▸ Your assignment: Read through the listing below, and copy every line where the string "fields" appears.
--- START ---
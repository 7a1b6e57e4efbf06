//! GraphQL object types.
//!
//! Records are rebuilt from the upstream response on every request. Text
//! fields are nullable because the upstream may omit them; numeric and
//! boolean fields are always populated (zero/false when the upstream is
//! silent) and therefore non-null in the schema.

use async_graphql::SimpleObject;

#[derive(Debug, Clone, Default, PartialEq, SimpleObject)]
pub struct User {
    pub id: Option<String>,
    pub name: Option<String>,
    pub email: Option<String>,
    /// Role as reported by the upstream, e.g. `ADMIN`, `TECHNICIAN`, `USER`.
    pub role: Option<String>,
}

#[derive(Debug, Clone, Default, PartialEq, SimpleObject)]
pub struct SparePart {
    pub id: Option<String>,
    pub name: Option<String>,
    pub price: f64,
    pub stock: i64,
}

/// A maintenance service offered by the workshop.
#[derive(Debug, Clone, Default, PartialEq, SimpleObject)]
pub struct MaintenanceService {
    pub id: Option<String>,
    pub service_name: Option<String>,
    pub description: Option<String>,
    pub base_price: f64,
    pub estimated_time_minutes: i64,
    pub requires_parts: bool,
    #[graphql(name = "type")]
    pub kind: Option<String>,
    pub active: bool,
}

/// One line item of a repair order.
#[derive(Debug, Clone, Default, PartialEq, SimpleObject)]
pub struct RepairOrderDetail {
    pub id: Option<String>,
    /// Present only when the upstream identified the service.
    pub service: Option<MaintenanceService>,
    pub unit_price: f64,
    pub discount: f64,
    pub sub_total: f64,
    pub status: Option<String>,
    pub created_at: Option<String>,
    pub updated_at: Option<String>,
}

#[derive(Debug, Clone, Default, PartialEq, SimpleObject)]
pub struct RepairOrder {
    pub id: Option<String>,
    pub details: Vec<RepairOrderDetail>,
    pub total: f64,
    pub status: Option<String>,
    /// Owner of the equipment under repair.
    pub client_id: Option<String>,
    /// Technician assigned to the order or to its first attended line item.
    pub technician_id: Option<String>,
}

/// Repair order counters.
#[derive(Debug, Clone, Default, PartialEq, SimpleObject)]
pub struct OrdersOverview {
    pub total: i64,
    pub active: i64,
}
--- END ---
▸ Written response:
//! fields are nullable because the upstream may omit them; numeric and
//! boolean fields are always populated (zero/false when the upstream is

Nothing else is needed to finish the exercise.